I've just completed a nine-month Master Memoir program with Samantha Dunn at UCLA and have been so focused on finishing and editing, and editing, and editing that a lot of this slipped out of my consciousness.
The dreaded and exciting query and what to send.
So grateful for this and I have carefully read through all of your posts and the comments.
I'm not ready to "sweet-spot" query you as you, sigh, want a finished product. Wouldn't it be sweet ...
I did use so much of what you talked about to send a proper and sweet query to the agent (UCLA honorarium) that had agreed to read and respond to the eight of us in the program.
The only possible thing I could add to the plethora of relevance here is not to wholly trust Word. Alas. Word corrected the spelling of Louisa to Louis (Lous May Alcott - oh mortification) and I am shamed to say I missed it. I'd unwittingly depended on that red mark that meant error.
Thanks so much.
Madeleine
Oh and the greatest influences on me ever were Mary Rakow (The Memory Room) and Margaret Mitchell (Gone With The Wind). The first for its dreamy intelligence and haunting prose, and the building of dread and Margaret Mitchell for some of the greatest one liners ever, anachronistic or not.

Starrie said...

Unrelated to the post, really:

A funny thing happened to me on my way home from work today. I got on the bus and ended up beside a man who was holding what I thought might've been a Kindle. I'd never seen a Kindle in real-life before, so I worked up the courage to ask if that was what it was. The guy looked up to answer me and I thought, "Hell, he looks like Nathan Bransford!", but I kept that to myself. Then he mentioned that he was in the publishing business and confirmed that he was a literary agent. And I, thinking "So, are you like, Nathan Bransford?" was really stalker-ish, decided to let the conversation die there.

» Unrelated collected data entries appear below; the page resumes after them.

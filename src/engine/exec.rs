//! engine::exec
//!
//! Page emission: render each planned page, then write it.
//!
//! # Failure model
//!
//! A page whose template fails to render is recorded in the
//! [`EmitReport`] and skipped; later pages are still emitted. I/O failures
//! (creating directories, writing files) abort emission.
//!
//! Each file is written to a temporary sibling and renamed into place, so
//! an interrupted run never leaves a half-written page.

use std::fs;
use std::path::{Path, PathBuf};

use thiserror::Error;
use tracing::debug;

use super::plan::{PagePlan, PlannedPage};
use crate::core::front_matter::{FrontMatterBuilder, Role};
use crate::core::nav::NavEntry;
use crate::core::paths::PageLocation;
use crate::core::spec::{CommandPath, ExtendedSpec};
use crate::render::{PageContext, PageRenderer};

/// Errors that abort emission.
#[derive(Debug, Error)]
pub enum ExecError {
    /// Removing the output directory failed.
    #[error("failed to clean {path}: {source}")]
    Clean {
        path: PathBuf,
        source: std::io::Error,
    },

    /// Creating a directory failed.
    #[error("failed to create directory {path}: {source}")]
    CreateDir {
        path: PathBuf,
        source: std::io::Error,
    },

    /// Writing a page failed.
    #[error("failed to write {path}: {source}")]
    Write {
        path: PathBuf,
        source: std::io::Error,
    },
}

/// A page that could not be rendered.
#[derive(Debug, Clone, PartialEq, Eq)]
pub struct PageFailure {
    pub location: PageLocation,
    pub message: String,
}

/// What one emission run did.
#[derive(Debug, Clone, Default, PartialEq, Eq)]
pub struct EmitReport {
    /// Files written, in plan order.
    pub written: Vec<PathBuf>,
    /// Pages skipped because rendering failed.
    pub failures: Vec<PageFailure>,
}

impl EmitReport {
    pub fn is_success(&self) -> bool {
        self.failures.is_empty()
    }
}

/// Renders and writes the pages of a plan.
pub struct Emitter<'a> {
    renderer: &'a dyn PageRenderer,
    front_matter: &'a FrontMatterBuilder,
    root: &'a CommandPath,
    nav: &'a [NavEntry],
    extended: &'a ExtendedSpec,
}

impl<'a> Emitter<'a> {
    pub fn new(
        renderer: &'a dyn PageRenderer,
        front_matter: &'a FrontMatterBuilder,
        root: &'a CommandPath,
        nav: &'a [NavEntry],
        extended: &'a ExtendedSpec,
    ) -> Self {
        Self {
            renderer,
            front_matter,
            root,
            nav,
            extended,
        }
    }

    /// Emit every page of `plan` below `output_dir`.
    ///
    /// With `clean`, `output_dir` is removed first.
    pub fn emit(
        &self,
        plan: &PagePlan<'_>,
        output_dir: &Path,
        clean: bool,
    ) -> Result<EmitReport, ExecError> {
        if clean && output_dir.exists() {
            debug!(dir = %output_dir.display(), "cleaning output directory");
            fs::remove_dir_all(output_dir).map_err(|source| ExecError::Clean {
                path: output_dir.to_path_buf(),
                source,
            })?;
        }
        create_dir(output_dir)?;

        let mut report = EmitReport::default();
        for page in plan.pages() {
            let content = match self.render(page) {
                Ok(content) => content,
                Err(message) => {
                    debug!(page = %page.location, %message, "page skipped");
                    report.failures.push(PageFailure {
                        location: page.location.clone(),
                        message,
                    });
                    continue;
                }
            };

            let path = page.location.file_path(output_dir);
            write_atomic(&path, &content)?;
            debug!(path = %path.display(), "page written");
            report.written.push(path);
        }

        Ok(report)
    }

    fn render(&self, page: &PlannedPage<'_>) -> Result<String, String> {
        let front_matter = self.front_matter.build(page.node, page.role);
        let context = match page.role {
            Role::Overview => PageContext::overview(front_matter, page.node, self.nav, self.extended),
            Role::Group => PageContext::group(front_matter, page.node),
            Role::Leaf => PageContext::leaf(front_matter, page.node, self.root),
        };
        self.renderer
            .render(page.role, &context)
            .map_err(|e| e.to_string())
    }
}

fn create_dir(path: &Path) -> Result<(), ExecError> {
    fs::create_dir_all(path).map_err(|source| ExecError::CreateDir {
        path: path.to_path_buf(),
        source,
    })
}

/// Write `content` to `path` via a temporary sibling and a rename.
pub(crate) fn write_atomic(path: &Path, content: &str) -> Result<(), ExecError> {
    if let Some(parent) = path.parent() {
        create_dir(parent)?;
    }

    let write_err = |source| ExecError::Write {
        path: path.to_path_buf(),
        source,
    };
    let temp = temp_sibling(path);
    fs::write(&temp, content).map_err(write_err)?;
    fs::rename(&temp, path).map_err(|source| {
        let _ = fs::remove_file(&temp);
        write_err(source)
    })
}

/// Hidden sibling used as the rename source, e.g. `.mkdocs.yml.specdocs-tmp`.
fn temp_sibling(path: &Path) -> PathBuf {
    let name = path
        .file_name()
        .map(|n| n.to_string_lossy().into_owned())
        .unwrap_or_default();
    path.with_file_name(format!(".{}.specdocs-tmp", name))
}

I really wanted to ask, though.

cynthia howle said...

Thanks. This is most helpful for those of us writing queries to magazine editors as well. Great blog topic.

Nathan Bransford said...

starrie-

Ha! Yeah, that was me. A very exciting day on the 10 Townsend.

AstonWest said...

Was there a correlation between the size of the query and the size of the manuscript, or not so much?

coloradokid said...

The query I was planning to send tomorrow is a little on the long side. I'll cut in half by just using every other word. When you get one that refers to JUSTICE A LIGHT you'll know I paid attention to your blog! You can fill in the missing words with your imagination and probably be right on.

clindsay said...

Nathan -

Better the 10 Townsend that the 22 Fillmore. Just sayin'.

:-P

austexgrl said...

ohhh now I get it..you just do not publish any blogs/posts that do not agree with you, Nathan. Very American!

Tracey S. Rosenberg said...

I opened my 'query letter' file with trepidation and peered at the little word counter on the bottom....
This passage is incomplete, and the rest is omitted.